> _Work required_
Find every line in the records below that holds the word "Failed" and copy it.

§ §

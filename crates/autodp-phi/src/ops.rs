//! Operator tags for binary dispatch.

use std::fmt;

/// Arithmetic operators. Across different owners these escalate instead of failing.
#[derive(Debug, Clone, Copy, PartialEq, Eq, Hash)]
pub enum ArithOp {
    Add,
    Sub,
    Mul,
}

impl ArithOp {
    /// Short operator name used in diagnostics
    pub fn name(self) -> &'static str {
        match self {
            ArithOp::Add => "add",
            ArithOp::Sub => "sub",
            ArithOp::Mul => "mul",
        }
    }
}

impl fmt::Display for ArithOp {
    fn fmt(&self, f: &mut fmt::Formatter<'_>) -> fmt::Result {
        f.write_str(self.name())
    }
}

/// Elementwise comparison operators. Across different owners these fail.
#[derive(Debug, Clone, Copy, PartialEq, Eq, Hash)]
pub enum CmpOp {
    Eq,
    Ne,
    Lt,
    Le,
    Gt,
    Ge,
}

impl CmpOp {
    /// Short operator name used in diagnostics
    pub fn name(self) -> &'static str {
        match self {
            CmpOp::Eq => "eq",
            CmpOp::Ne => "ne",
            CmpOp::Lt => "lt",
            CmpOp::Le => "le",
            CmpOp::Gt => "gt",
            CmpOp::Ge => "ge",
        }
    }

    /// Evaluate the comparison on a pair of elements
    pub fn apply<T: PartialOrd>(self, a: &T, b: &T) -> bool {
        match self {
            CmpOp::Eq => a == b,
            CmpOp::Ne => a != b,
            CmpOp::Lt => a < b,
            CmpOp::Le => a <= b,
            CmpOp::Gt => a > b,
            CmpOp::Ge => a >= b,
        }
    }
}

impl fmt::Display for CmpOp {
    fn fmt(&self, f: &mut fmt::Formatter<'_>) -> fmt::Result {
        f.write_str(self.name())
    }
}

/// Named comparison shortcuts over a type's `compare(op, other)`.
macro_rules! comparison_methods {
    ($out:ty) => {
        /// Elementwise `==`
        pub fn eq_elementwise<'a>(
            &'a self,
            other: impl Into<$crate::operand::Operand<'a, T>>,
        ) -> $crate::error::PhiResult<$out> {
            self.compare($crate::ops::CmpOp::Eq, other)
        }

        /// Elementwise `!=`
        pub fn ne_elementwise<'a>(
            &'a self,
            other: impl Into<$crate::operand::Operand<'a, T>>,
        ) -> $crate::error::PhiResult<$out> {
            self.compare($crate::ops::CmpOp::Ne, other)
        }

        /// Elementwise `<`
        pub fn lt<'a>(
            &'a self,
            other: impl Into<$crate::operand::Operand<'a, T>>,
        ) -> $crate::error::PhiResult<$out> {
            self.compare($crate::ops::CmpOp::Lt, other)
        }

        /// Elementwise `<=`
        pub fn le<'a>(
            &'a self,
            other: impl Into<$crate::operand::Operand<'a, T>>,
        ) -> $crate::error::PhiResult<$out> {
            self.compare($crate::ops::CmpOp::Le, other)
        }

        /// Elementwise `>`
        pub fn gt<'a>(
            &'a self,
            other: impl Into<$crate::operand::Operand<'a, T>>,
        ) -> $crate::error::PhiResult<$out> {
            self.compare($crate::ops::CmpOp::Gt, other)
        }

        /// Elementwise `>=`
        pub fn ge<'a>(
            &'a self,
            other: impl Into<$crate::operand::Operand<'a, T>>,
        ) -> $crate::error::PhiResult<$out> {
            self.compare($crate::ops::CmpOp::Ge, other)
        }
    };
}

/// `try_add` / `try_sub` / `try_mul` over a type's `arith(op, other)`.
macro_rules! arithmetic_methods {
    ($out:ty) => {
        /// Elementwise `+`, escalating across owners
        pub fn try_add<'a>(
            &'a self,
            other: impl Into<$crate::operand::Operand<'a, T>>,
        ) -> $crate::error::PhiResult<$out> {
            self.arith($crate::ops::ArithOp::Add, other)
        }

        /// Elementwise `-`, escalating across owners
        pub fn try_sub<'a>(
            &'a self,
            other: impl Into<$crate::operand::Operand<'a, T>>,
        ) -> $crate::error::PhiResult<$out> {
            self.arith($crate::ops::ArithOp::Sub, other)
        }

        /// Elementwise `*`, escalating across owners
        pub fn try_mul<'a>(
            &'a self,
            other: impl Into<$crate::operand::Operand<'a, T>>,
        ) -> $crate::error::PhiResult<$out> {
            self.arith($crate::ops::ArithOp::Mul, other)
        }
    };
}

/// `Neg` and scalar `Add`/`Sub`/`Mul` for owned and borrowed tensors.
///
/// Expects `scalar_op(&self, ArithOp, T) -> Self` and `Neg for &Self`.
macro_rules! scalar_std_ops {
    ($tensor:ident) => {
        impl<T: $crate::element::Element> std::ops::Neg for $tensor<T> {
            type Output = $tensor<T>;
            fn neg(self) -> $tensor<T> {
                -&self
            }
        }

        impl<T: $crate::element::Element> std::ops::Add<T> for &$tensor<T> {
            type Output = $tensor<T>;
            fn add(self, value: T) -> $tensor<T> {
                self.scalar_op($crate::ops::ArithOp::Add, value)
            }
        }

        impl<T: $crate::element::Element> std::ops::Sub<T> for &$tensor<T> {
            type Output = $tensor<T>;
            fn sub(self, value: T) -> $tensor<T> {
                self.scalar_op($crate::ops::ArithOp::Sub, value)
            }
        }

        impl<T: $crate::element::Element> std::ops::Mul<T> for &$tensor<T> {
            type Output = $tensor<T>;
            fn mul(self, value: T) -> $tensor<T> {
                self.scalar_op($crate::ops::ArithOp::Mul, value)
            }
        }

        impl<T: $crate::element::Element> std::ops::Add<T> for $tensor<T> {
            type Output = $tensor<T>;
            fn add(self, value: T) -> $tensor<T> {
                &self + value
            }
        }

        impl<T: $crate::element::Element> std::ops::Sub<T> for $tensor<T> {
            type Output = $tensor<T>;
            fn sub(self, value: T) -> $tensor<T> {
                &self - value
            }
        }

        impl<T: $crate::element::Element> std::ops::Mul<T> for $tensor<T> {
            type Output = $tensor<T>;
            fn mul(self, value: T) -> $tensor<T> {
                &self * value
            }
        }
    };
}

pub(crate) use arithmetic_methods;
pub(crate) use comparison_methods;
pub(crate) use scalar_std_ops;
//! Broadcasting helpers and broadcasting arithmetic
//!
//! Shapes are aligned from the trailing axis; a dimension of size 1 (or a missing
//! leading dimension) stretches to match the other operand. A 0-d tensor therefore
//! broadcasts against everything.

use super::types::DenseND;
use scirs2_core::numeric::Num;

/// Check whether two shapes are broadcast-compatible.
///
/// # Examples
///
/// ```
/// use autodp_core::shapes_broadcastable;
///
/// assert!(shapes_broadcastable(&[4, 3], &[3]));
/// assert!(shapes_broadcastable(&[4, 3], &[]));
/// assert!(shapes_broadcastable(&[4, 1], &[1, 5]));
/// assert!(!shapes_broadcastable(&[4, 3], &[4]));
/// ```
pub fn shapes_broadcastable(shape1: &[usize], shape2: &[usize]) -> bool {
    let len1 = shape1.len();
    let len2 = shape2.len();
    let max_len = len1.max(len2);
    for i in 0..max_len {
        let dim1 = if i < len1 { shape1[len1 - 1 - i] } else { 1 };
        let dim2 = if i < len2 { shape2[len2 - 1 - i] } else { 1 };
        if dim1 != dim2 && dim1 != 1 && dim2 != 1 {
            return false;
        }
    }
    true
}

/// Compute the broadcast result shape, or `None` if the shapes are incompatible.
///
/// ```
/// use autodp_core::broadcast_shape;
///
/// assert_eq!(broadcast_shape(&[4, 1], &[1, 5]), Some(vec![4, 5]));
/// assert_eq!(broadcast_shape(&[2, 3], &[4]), None);
/// ```
pub fn broadcast_shape(shape1: &[usize], shape2: &[usize]) -> Option<Vec<usize>> {
    if !shapes_broadcastable(shape1, shape2) {
        return None;
    }
    let len1 = shape1.len();
    let len2 = shape2.len();
    let max_len = len1.max(len2);
    let mut result = Vec::with_capacity(max_len);
    for i in 0..max_len {
        let dim1 = if i < len1 { shape1[len1 - 1 - i] } else { 1 };
        let dim2 = if i < len2 { shape2[len2 - 1 - i] } else { 1 };
        result.push(if dim1 == 1 { dim2 } else { dim1 });
    }
    result.reverse();
    Some(result)
}

impl<T> DenseND<T>
where
    T: Clone,
{
    /// Materialize this tensor broadcast to `target_shape`.
    ///
    /// # Errors
    ///
    /// Returns an error if the shape cannot be stretched to `target_shape`.
    pub fn broadcast_to(&self, target_shape: &[usize]) -> anyhow::Result<Self> {
        if self.shape() == target_shape {
            return Ok(self.clone());
        }
        let view = self.data.broadcast(target_shape).ok_or_else(|| {
            anyhow::anyhow!(
                "Shape {:?} cannot be broadcast to {:?}",
                self.shape(),
                target_shape
            )
        })?;
        Ok(Self {
            data: view.to_owned(),
        })
    }

    /// Combine two tensors elementwise after broadcasting them to a common shape.
    ///
    /// The output element type is free, so this backs both arithmetic and
    /// comparisons.
    ///
    /// # Examples
    ///
    /// ```
    /// use autodp_core::DenseND;
    ///
    /// let a = DenseND::from_vec(vec![1, 2, 3, 4], &[2, 2]).unwrap();
    /// let b = DenseND::from_vec(vec![2, 3], &[2]).unwrap();
    /// let bigger = a.zip_with(&b, |x, y| x > y).unwrap();
    /// assert_eq!(bigger.to_vec(), vec![false, false, true, true]);
    /// ```
    pub fn zip_with<U, V, F>(&self, other: &DenseND<U>, mut f: F) -> anyhow::Result<DenseND<V>>
    where
        U: Clone,
        V: Clone,
        F: FnMut(&T, &U) -> V,
    {
        let target = broadcast_shape(self.shape(), other.shape()).ok_or_else(|| {
            anyhow::anyhow!(
                "Shapes {:?} and {:?} are not broadcastable",
                self.shape(),
                other.shape()
            )
        })?;

        if self.shape() == other.shape() {
            let values: Vec<V> = self
                .data
                .iter()
                .zip(other.data.iter())
                .map(|(a, b)| f(a, b))
                .collect();
            return DenseND::from_vec(values, &target);
        }

        let lhs = self
            .data
            .broadcast(target.as_slice())
            .ok_or_else(|| anyhow::anyhow!("Failed to broadcast left operand"))?;
        let rhs = other
            .data
            .broadcast(target.as_slice())
            .ok_or_else(|| anyhow::anyhow!("Failed to broadcast right operand"))?;
        let values: Vec<V> = lhs
            .iter()
            .zip(rhs.iter())
            .map(|(a, b)| f(a, b))
            .collect();
        DenseND::from_vec(values, &target)
    }
}

impl<T> DenseND<T>
where
    T: Clone + Num,
{
    /// Broadcasting elementwise addition.
    pub fn try_add(&self, other: &Self) -> anyhow::Result<Self> {
        self.zip_with(other, |a, b| a.clone() + b.clone())
    }

    /// Broadcasting elementwise subtraction.
    pub fn try_sub(&self, other: &Self) -> anyhow::Result<Self> {
        self.zip_with(other, |a, b| a.clone() - b.clone())
    }

    /// Broadcasting elementwise (Hadamard) multiplication.
    ///
    /// ```
    /// use autodp_core::DenseND;
    ///
    /// let a = DenseND::from_vec(vec![1.0, 2.0, 3.0, 4.0], &[2, 2]).unwrap();
    /// let col = DenseND::from_vec(vec![10.0, -1.0], &[2, 1]).unwrap();
    /// let out = a.try_mul(&col).unwrap();
    /// assert_eq!(out.to_vec(), vec![10.0, 20.0, -3.0, -4.0]);
    /// ```
    pub fn try_mul(&self, other: &Self) -> anyhow::Result<Self> {
        self.zip_with(other, |a, b| a.clone() * b.clone())
    }
}

// Scalar operators use the element type's own `+ - *`, so integer overflow
// behaves as for plain integers. Saturating bound arithmetic lives in autodp-phi.
impl<T> std::ops::Add<T> for &DenseND<T>
where
    T: Clone + Num,
{
    type Output = DenseND<T>;
    fn add(self, scalar: T) -> Self::Output {
        self.map(|x| x + scalar.clone())
    }
}

impl<T> std::ops::Sub<T> for &DenseND<T>
where
    T: Clone + Num,
{
    type Output = DenseND<T>;
    fn sub(self, scalar: T) -> Self::Output {
        self.map(|x| x - scalar.clone())
    }
}

impl<T> std::ops::Mul<T> for &DenseND<T>
where
    T: Clone + Num,
{
    type Output = DenseND<T>;
    fn mul(self, scalar: T) -> Self::Output {
        self.map(|x| x * scalar.clone())
    }
}

impl<T> std::ops::Neg for &DenseND<T>
where
    T: Clone + std::ops::Neg<Output = T>,
{
    type Output = DenseND<T>;
    fn neg(self) -> Self::Output {
        self.map(|x| -x)
    }
}

impl<T> std::ops::Neg for DenseND<T>
where
    T: Clone + std::ops::Neg<Output = T>,
{
    type Output = DenseND<T>;
    fn neg(self) -> Self::Output {
        -&self
    }
}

§ §

> _Reply to the task_
            .ok_or_else(|| anyhow::anyhow!("Failed to broadcast left operand"))?;
            .ok_or_else(|| anyhow::anyhow!("Failed to broadcast right operand"))?;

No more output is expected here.